→ **TASK TO COMPLETE**
Every line below that holds the string "prefix" should be copied out.

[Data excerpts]
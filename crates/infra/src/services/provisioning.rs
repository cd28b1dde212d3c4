//! Warehouse and zone provisioning.

use std::sync::Arc;

use chrono::Utc;
use uuid::Uuid;

use stockgrid_core::{DomainError, EntityId, TenantId};
use stockgrid_events::{EventBus, EventEnvelope};
use stockgrid_warehouse::events::{WarehouseCreated, ZoneCreated};
use stockgrid_warehouse::{Warehouse, WarehouseEvent, WarehouseId, Zone, ZoneId};

use crate::repositories::{WarehousesRepository, ZonesRepository};
use crate::services::ServiceError;

/// Creates warehouses and zones. Structure configuration is a separate step
/// (`ZoneStructureService`); a fresh zone starts unconfigured.
pub struct ProvisioningService<B> {
    warehouses: Arc<dyn WarehousesRepository>,
    zones: Arc<dyn ZonesRepository>,
    bus: B,
}

impl<B> ProvisioningService<B>
where
    B: EventBus<EventEnvelope<WarehouseEvent>>,
{
    pub fn new(
        warehouses: Arc<dyn WarehousesRepository>,
        zones: Arc<dyn ZonesRepository>,
        bus: B,
    ) -> Self {
        Self {
            warehouses,
            zones,
            bus,
        }
    }

    pub fn create_warehouse(
        &self,
        tenant_id: TenantId,
        code: &str,
        name: &str,
    ) -> Result<Warehouse, ServiceError> {
        let warehouse = Warehouse::new(WarehouseId::new(EntityId::new()), tenant_id, code, name)?;
        self.warehouses.create(warehouse.clone())?;

        tracing::info!(warehouse_id = %warehouse.id_typed(), code, "warehouse created");
        self.publish(
            tenant_id,
            warehouse.id_typed().0,
            "warehouse",
            WarehouseEvent::WarehouseCreated(WarehouseCreated {
                tenant_id,
                warehouse_id: warehouse.id_typed(),
                code: code.to_string(),
                occurred_at: Utc::now(),
            }),
        );
        Ok(warehouse)
    }

    pub fn create_zone(
        &self,
        tenant_id: TenantId,
        warehouse_id: WarehouseId,
        code: &str,
        name: &str,
    ) -> Result<Zone, ServiceError> {
        self.warehouses
            .find_by_id(tenant_id, warehouse_id)?
            .ok_or_else(|| DomainError::not_found(format!("warehouse {warehouse_id}")))?;

        let zone = Zone::new(ZoneId::new(EntityId::new()), tenant_id, warehouse_id, code, name)?;
        self.zones.create(zone.clone())?;

        tracing::info!(zone_id = %zone.id_typed(), code, "zone created");
        self.publish(
            tenant_id,
            zone.id_typed().0,
            "warehouse.zone",
            WarehouseEvent::ZoneCreated(ZoneCreated {
                tenant_id,
                warehouse_id,
                zone_id: zone.id_typed(),
                code: code.to_string(),
                occurred_at: Utc::now(),
            }),
        );
        Ok(zone)
    }

    fn publish(
        &self,
        tenant_id: TenantId,
        source_id: EntityId,
        source_type: &str,
        event: WarehouseEvent,
    ) {
        let envelope = EventEnvelope::new(Uuid::now_v7(), tenant_id, source_id, source_type, event);
        if let Err(err) = self.bus.publish(envelope) {
            tracing::warn!(?err, "event publication failed, continuing");
        }
    }
}
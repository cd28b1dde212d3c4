//! Warehouse: root of the physical storage hierarchy.

use serde::{Deserialize, Serialize};

use stockgrid_core::{DomainError, DomainResult, Entity, EntityId, TenantId};

use crate::address::is_valid_code;

/// Warehouse identifier.
#[derive(Debug, Copy, Clone, PartialEq, Eq, Hash, Serialize, Deserialize)]
#[serde(transparent)]
pub struct WarehouseId(pub EntityId);

impl WarehouseId {
    pub fn new(id: EntityId) -> Self {
        Self(id)
    }
}

impl core::fmt::Display for WarehouseId {
    fn fmt(&self, f: &mut core::fmt::Formatter<'_>) -> core::fmt::Result {
        core::fmt::Display::fmt(&self.0, f)
    }
}

/// Entity: warehouse.
#[derive(Debug, Clone, PartialEq, Eq)]
pub struct Warehouse {
    id: WarehouseId,
    tenant_id: TenantId,
    code: String,
    name: String,
    description: Option<String>,
    address: Option<String>,
    is_active: bool,
}

impl Entity for Warehouse {
    type Id = WarehouseId;

    fn id(&self) -> &Self::Id {
        &self.id
    }
}

impl Warehouse {
    /// Create a warehouse. The code (2-5 uppercase alphanumerics) becomes
    /// the first segment of every bin address in this warehouse.
    pub fn new(
        id: WarehouseId,
        tenant_id: TenantId,
        code: impl Into<String>,
        name: impl Into<String>,
    ) -> DomainResult<Self> {
        let code = code.into();
        if !is_valid_code(&code) {
            return Err(DomainError::bad_request(format!(
                "warehouse code {code:?} must be 2-5 uppercase alphanumeric characters"
            )));
        }
        let name = name.into();
        if name.trim().is_empty() {
            return Err(DomainError::bad_request("warehouse name cannot be empty"));
        }
        Ok(Self {
            id,
            tenant_id,
            code,
            name,
            description: None,
            address: None,
            is_active: true,
        })
    }

    pub fn id_typed(&self) -> WarehouseId {
        self.id
    }

    pub fn tenant_id(&self) -> TenantId {
        self.tenant_id
    }

    pub fn code(&self) -> &str {
        &self.code
    }

    pub fn name(&self) -> &str {
        &self.name
    }

    pub fn description(&self) -> Option<&str> {
        self.description.as_deref()
    }

    pub fn address(&self) -> Option<&str> {
        self.address.as_deref()
    }

    pub fn is_active(&self) -> bool {
        self.is_active
    }

    pub fn set_description(&mut self, description: Option<String>) {
        self.description = description;
    }

    pub fn set_address(&mut self, address: Option<String>) {
        self.address = address;
    }

    pub fn activate(&mut self) {
        self.is_active = true;
    }

    pub fn deactivate(&mut self) {
        self.is_active = false;
    }
}
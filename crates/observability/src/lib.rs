//! Tracing/logging setup shared by every stockgrid process.

/// Tracing configuration (filters, layers).
pub mod tracing;

/// Initialize process-wide observability (tracing/logging).
///
/// Safe to call multiple times; subsequent calls become no-ops.
pub fn init() {
    tracing::init();
}
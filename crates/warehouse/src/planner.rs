//! Structure planner: enumerate the bin set a structure implies.
//!
//! Enumeration is a finite, restartable, deterministic lazy sequence:
//! aisle-major, then shelf, then position, all ascending. Previews take a
//! truncated prefix of that sequence (never a random sample) so they are
//! stable across runs.

use serde::Serialize;

use stockgrid_core::DomainResult;

use crate::address::AddressCodec;
use crate::code_pattern::BinDirection;
use crate::structure::ZoneStructure;

/// Number of sample addresses included in a preview.
pub const PREVIEW_SAMPLE_LIMIT: usize = 10;

/// One physical bin slot implied by a structure.
///
/// `position` is the physical slot on the shelf (1-based), independent of
/// labeling direction.
#[derive(Debug, Clone, Copy, PartialEq, Eq, Hash)]
pub struct BinSlot {
    pub aisle: u8,
    pub shelf: u16,
    pub position: u8,
}

/// A bin slot together with its generated address.
#[derive(Debug, Clone, PartialEq, Eq)]
pub struct PlannedBin {
    pub aisle: u8,
    pub shelf: u16,
    pub position: u8,
    pub address: String,
}

/// Summary counts for a structure preview.
#[derive(Debug, Clone, PartialEq, Eq, Serialize)]
pub struct StructurePreview {
    pub total_bins: u32,
    pub total_shelves: u32,
    pub total_aisles: u32,
    pub sample_bins: Vec<String>,
}

/// Deterministic enumeration over a [`ZoneStructure`].
pub struct StructurePlanner;

impl StructurePlanner {
    /// Lazily yield every `(aisle, shelf, position)` triple the structure
    /// implies. Callers may restart by calling `enumerate` again.
    ///
    /// Assumes a validated structure; unvalidated input yields whatever the
    /// raw counts say.
    pub fn enumerate(structure: &ZoneStructure) -> impl Iterator<Item = BinSlot> {
        structure
            .effective_aisles()
            .into_iter()
            .flat_map(|(aisle, shelves, bins)| {
                (1..=shelves).flat_map(move |shelf| {
                    (1..=bins).map(move |position| BinSlot {
                        aisle,
                        shelf,
                        position,
                    })
                })
            })
    }

    /// Map a physical slot to its label index under the given direction.
    ///
    /// `BottomUp` labels slot 1 as the first label; `TopDown` labels the
    /// topmost slot first, so the mapping is mirrored within the shelf.
    pub fn label_index(direction: BinDirection, bins_per_shelf: u8, position: u8) -> u8 {
        match direction {
            BinDirection::BottomUp => position,
            BinDirection::TopDown => bins_per_shelf + 1 - position,
        }
    }

    /// Validate, enumerate and address every bin the structure implies.
    pub fn plan(
        structure: &ZoneStructure,
        warehouse_code: &str,
        zone_code: &str,
    ) -> DomainResult<Vec<PlannedBin>> {
        structure.validate()?;
        let codec = AddressCodec::new(structure.code_pattern);
        let direction = structure.code_pattern.bin_direction();

        let mut planned = Vec::with_capacity(structure.total_bins() as usize);
        for (aisle, shelves, bins) in structure.effective_aisles() {
            for shelf in 1..=shelves {
                for position in 1..=bins {
                    let label = Self::label_index(direction, bins, position);
                    let address = codec.generate(warehouse_code, zone_code, aisle, shelf, label)?;
                    planned.push(PlannedBin {
                        aisle,
                        shelf,
                        position,
                        address,
                    });
                }
            }
        }
        Ok(planned)
    }

    /// Summary counts plus a deterministic sample prefix.
    pub fn preview(
        structure: &ZoneStructure,
        warehouse_code: &str,
        zone_code: &str,
    ) -> DomainResult<StructurePreview> {
        structure.validate()?;
        let codec = AddressCodec::new(structure.code_pattern);
        let direction = structure.code_pattern.bin_direction();

        let mut sample_bins = Vec::with_capacity(PREVIEW_SAMPLE_LIMIT);
        'outer: for (aisle, shelves, bins) in structure.effective_aisles() {
            for shelf in 1..=shelves {
                for position in 1..=bins {
                    if sample_bins.len() >= PREVIEW_SAMPLE_LIMIT {
                        break 'outer;
                    }
                    let label = Self::label_index(direction, bins, position);
                    sample_bins.push(codec.generate(warehouse_code, zone_code, aisle, shelf, label)?);
                }
            }
        }

        Ok(StructurePreview {
            total_bins: structure.total_bins(),
            total_shelves: structure.total_shelves(),
            total_aisles: structure.total_aisles(),
            sample_bins,
        })
    }
}
//! Domain error model.

use thiserror::Error;

/// Result type used across the domain layer.
pub type DomainResult<T> = Result<T, DomainError>;

/// Domain-level error.
///
/// Keep this focused on deterministic, business/domain failures (validation,
/// invariants, conflicts). Infrastructure concerns belong elsewhere.
#[derive(Debug, Error, Clone, PartialEq, Eq)]
pub enum DomainError {
    /// The request itself was invalid (malformed structure, bad arguments).
    #[error("bad request: {0}")]
    BadRequest(String),

    /// A bin address string failed syntactic parsing.
    #[error("malformed address: {0}")]
    MalformedAddress(String),

    /// An occupancy mutation would push a bin past its capacity.
    #[error("capacity exceeded: {0}")]
    CapacityExceeded(String),

    /// A state transition is not allowed from the current state.
    #[error("invalid operation: {0}")]
    InvalidOperation(String),

    /// An identifier was invalid (e.g. parse failure).
    #[error("invalid identifier: {0}")]
    InvalidId(String),

    /// A requested resource was not found (domain-level).
    #[error("not found: {0}")]
    NotFound(String),

    /// A conflict occurred (e.g. stale version / optimistic concurrency).
    #[error("conflict: {0}")]
    Conflict(String),
}

impl DomainError {
    pub fn bad_request(msg: impl Into<String>) -> Self {
        Self::BadRequest(msg.into())
    }

    pub fn malformed_address(msg: impl Into<String>) -> Self {
        Self::MalformedAddress(msg.into())
    }

    pub fn capacity_exceeded(msg: impl Into<String>) -> Self {
        Self::CapacityExceeded(msg.into())
    }

    pub fn invalid_operation(msg: impl Into<String>) -> Self {
        Self::InvalidOperation(msg.into())
    }

    pub fn invalid_id(msg: impl Into<String>) -> Self {
        Self::InvalidId(msg.into())
    }

    pub fn not_found(msg: impl Into<String>) -> Self {
        Self::NotFound(msg.into())
    }

    pub fn conflict(msg: impl Into<String>) -> Self {
        Self::Conflict(msg.into())
    }
}
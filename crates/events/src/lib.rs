//! `stockgrid-events` — event trait, envelope and pub/sub mechanics.
//!
//! Domain crates define the event payloads; this crate only provides the
//! contract and a best-effort in-memory transport.

pub mod bus;
pub mod envelope;
pub mod event;
pub mod in_memory_bus;
pub mod tenant;

pub use bus::{EventBus, Subscription};
pub use envelope::EventEnvelope;
pub use event::Event;
pub use in_memory_bus::{InMemoryBusError, InMemoryEventBus};
pub use tenant::TenantScoped;
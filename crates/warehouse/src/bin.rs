//! Storage bin: the smallest addressable slot inside a zone.
//!
//! State space is `ACTIVE x {UNBLOCKED, BLOCKED}` plus `INACTIVE`. A blocked
//! or inactive bin never accepts new items; removals stay possible so stock
//! can be relocated out of a bin that was removed from the structure.

use serde::{Deserialize, Serialize};

use stockgrid_core::{DomainError, DomainResult, Entity, EntityId, TenantId};

use crate::capacity::CapacityGauge;
use crate::planner::PlannedBin;
use crate::zone::ZoneId;

/// Bin identifier.
#[derive(Debug, Copy, Clone, PartialEq, Eq, Hash, PartialOrd, Ord, Serialize, Deserialize)]
#[serde(transparent)]
pub struct BinId(pub EntityId);

impl BinId {
    pub fn new(id: EntityId) -> Self {
        Self(id)
    }
}

impl core::fmt::Display for BinId {
    fn fmt(&self, f: &mut core::fmt::Formatter<'_>) -> core::fmt::Result {
        core::fmt::Display::fmt(&self.0, f)
    }
}

/// Entity: storage bin.
#[derive(Debug, Clone, PartialEq)]
pub struct Bin {
    id: BinId,
    tenant_id: TenantId,
    zone_id: ZoneId,
    address: String,
    aisle: u8,
    shelf: u16,
    position: u8,
    gauge: CapacityGauge,
    is_active: bool,
    is_blocked: bool,
    block_reason: Option<String>,
    version: u64,
}

impl Entity for Bin {
    type Id = BinId;

    fn id(&self) -> &Self::Id {
        &self.id
    }
}

impl Bin {
    /// Fresh bin as created by a structure (re)configuration: uncapped,
    /// empty, active, unblocked.
    pub fn from_planned(id: BinId, tenant_id: TenantId, zone_id: ZoneId, planned: &PlannedBin) -> Self {
        Self {
            id,
            tenant_id,
            zone_id,
            address: planned.address.clone(),
            aisle: planned.aisle,
            shelf: planned.shelf,
            position: planned.position,
            gauge: CapacityGauge::uncapped(),
            is_active: true,
            is_blocked: false,
            block_reason: None,
            version: 0,
        }
    }

    pub fn id_typed(&self) -> BinId {
        self.id
    }

    pub fn tenant_id(&self) -> TenantId {
        self.tenant_id
    }

    pub fn zone_id(&self) -> ZoneId {
        self.zone_id
    }

    pub fn address(&self) -> &str {
        &self.address
    }

    pub fn aisle(&self) -> u8 {
        self.aisle
    }

    pub fn shelf(&self) -> u16 {
        self.shelf
    }

    pub fn position(&self) -> u8 {
        self.position
    }

    pub fn capacity(&self) -> Option<u32> {
        self.gauge.capacity()
    }

    pub fn current_occupancy(&self) -> u32 {
        self.gauge.current()
    }

    pub fn is_active(&self) -> bool {
        self.is_active
    }

    pub fn is_blocked(&self) -> bool {
        self.is_blocked
    }

    pub fn block_reason(&self) -> Option<&str> {
        self.block_reason.as_deref()
    }

    /// Monotonic mutation counter, used for optimistic per-bin concurrency
    /// at the repository seam.
    pub fn version(&self) -> u64 {
        self.version
    }

    pub fn available_capacity(&self) -> Option<u32> {
        self.gauge.available()
    }

    pub fn occupancy_percentage(&self) -> Option<f64> {
        self.gauge.percentage()
    }

    pub fn is_full(&self) -> bool {
        self.gauge.is_full()
    }

    pub fn is_near_capacity(&self) -> bool {
        self.gauge.is_near_capacity()
    }

    pub fn is_empty(&self) -> bool {
        self.gauge.is_empty()
    }

    pub fn can_accept_items(&self) -> bool {
        self.is_active && !self.is_blocked && !self.is_full()
    }

    /// Add occupancy (item movement into the bin).
    pub fn add_occupancy(&mut self, n: u32) -> DomainResult<()> {
        if !self.is_active {
            return Err(DomainError::invalid_operation(format!(
                "bin {} is inactive",
                self.address
            )));
        }
        if self.is_blocked {
            return Err(DomainError::invalid_operation(format!(
                "bin {} is blocked",
                self.address
            )));
        }
        self.gauge.add(n)?;
        self.touch();
        Ok(())
    }

    /// Remove occupancy (item movement out of the bin). Allowed while
    /// blocked or inactive, so pending relocations can drain the bin.
    pub fn remove_occupancy(&mut self, n: u32) -> DomainResult<()> {
        self.gauge.remove(n)?;
        self.touch();
        Ok(())
    }

    /// Block the bin with a human-readable reason.
    pub fn block(&mut self, reason: &str) -> DomainResult<()> {
        let reason = reason.trim();
        if reason.is_empty() {
            return Err(DomainError::bad_request("block reason cannot be empty"));
        }
        if self.is_blocked {
            return Err(DomainError::invalid_operation(format!(
                "bin {} is already blocked",
                self.address
            )));
        }
        self.is_blocked = true;
        self.block_reason = Some(reason.to_string());
        self.touch();
        Ok(())
    }

    pub fn unblock(&mut self) {
        self.is_blocked = false;
        self.block_reason = None;
        self.touch();
    }

    pub fn activate(&mut self) {
        self.is_active = true;
        self.touch();
    }

    pub fn deactivate(&mut self) {
        self.is_active = false;
        self.touch();
    }

    /// Change the capacity bound. Never clamps below current occupancy.
    pub fn set_capacity(&mut self, capacity: Option<u32>) -> DomainResult<()> {
        self.gauge.set_capacity(capacity)?;
        self.touch();
        Ok(())
    }

    /// Patch the coordinate metadata during reconfiguration (same address,
    /// e.g. a labeling-direction flip moved this address to another slot).
    pub fn reposition(&mut self, aisle: u8, shelf: u16, position: u8) {
        self.aisle = aisle;
        self.shelf = shelf;
        self.position = position;
        self.touch();
    }

    fn touch(&mut self) {
        // Deterministic version tracking: +1 per mutation.
        self.version += 1;
    }
}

→ **ANSWER BOX**
//! truncated prefix of that sequence (never a random sample) so they are
    /// Summary counts plus a deterministic sample prefix.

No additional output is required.